• Required action
Copy out all lines in the data below containing the string "NavError".

• Provided data
>>>

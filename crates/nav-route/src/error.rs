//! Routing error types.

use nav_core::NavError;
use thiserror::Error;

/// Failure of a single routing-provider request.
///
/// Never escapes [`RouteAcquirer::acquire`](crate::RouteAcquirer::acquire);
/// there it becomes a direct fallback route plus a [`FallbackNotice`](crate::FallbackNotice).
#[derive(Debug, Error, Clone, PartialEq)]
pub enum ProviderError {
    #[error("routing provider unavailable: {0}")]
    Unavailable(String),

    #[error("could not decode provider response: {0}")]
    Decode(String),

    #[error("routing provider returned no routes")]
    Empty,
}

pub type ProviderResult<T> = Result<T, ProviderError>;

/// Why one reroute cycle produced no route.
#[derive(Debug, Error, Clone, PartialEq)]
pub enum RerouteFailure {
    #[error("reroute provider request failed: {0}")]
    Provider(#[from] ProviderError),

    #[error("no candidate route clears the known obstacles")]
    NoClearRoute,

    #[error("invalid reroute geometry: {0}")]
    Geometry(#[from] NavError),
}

<<<

• Finished task
use nav_core::NavError;
    Geometry(#[from] NavError),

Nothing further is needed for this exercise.